WHAT THE TASK REQUIRES :: Only a number is expected here: the count of lines in the data that contain "HTTP".

Saved data entries
________________________
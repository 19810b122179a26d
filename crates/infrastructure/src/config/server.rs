//! HTTP server configuration.

use std::time::Duration;

use serde::{Deserialize, Serialize};

/// HTTP server configuration
#[derive(Debug, Clone, PartialEq, Eq, Serialize, Deserialize)]
pub struct ServerConfig {
    /// Host to bind to
    #[serde(default = "default_host")]
    pub host: String,

    /// Port to bind to
    #[serde(default = "default_port")]
    pub port: u16,

    /// Allowed CORS origins (empty = allow all in dev, specific origins in production)
    #[serde(default)]
    pub allowed_origins: Vec<String>,

    /// Seconds in-flight requests get to finish after a shutdown signal
    #[serde(default = "default_shutdown_timeout_secs")]
    pub shutdown_timeout_secs: u64,

    /// Log format: "json" for structured JSON logs, "text" for human-readable
    #[serde(default = "default_log_format")]
    pub log_format: String,

    /// Directory served for unmatched paths (the browser page), disabled when unset
    #[serde(default)]
    pub static_dir: Option<String>,
}

fn default_host() -> String {
    "127.0.0.1".to_string()
}

const fn default_port() -> u16 {
    5000
}

const fn default_shutdown_timeout_secs() -> u64 {
    30
}

fn default_log_format() -> String {
    "text".to_string()
}

impl Default for ServerConfig {
    fn default() -> Self {
        Self {
            host: default_host(),
            port: default_port(),
            allowed_origins: Vec::new(),
            shutdown_timeout_secs: default_shutdown_timeout_secs(),
            log_format: default_log_format(),
            static_dir: None,
        }
    }
}

impl ServerConfig {
    /// `host:port` string suitable for binding
    #[must_use]
    pub fn bind_address(&self) -> String {
        format!("{}:{}", self.host, self.port)
    }

    /// Drain deadline applied once shutdown starts
    #[must_use]
    pub const fn shutdown_timeout(&self) -> Duration {
        Duration::from_secs(self.shutdown_timeout_secs)
    }
}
________________________
TASK OUTPUT :: 2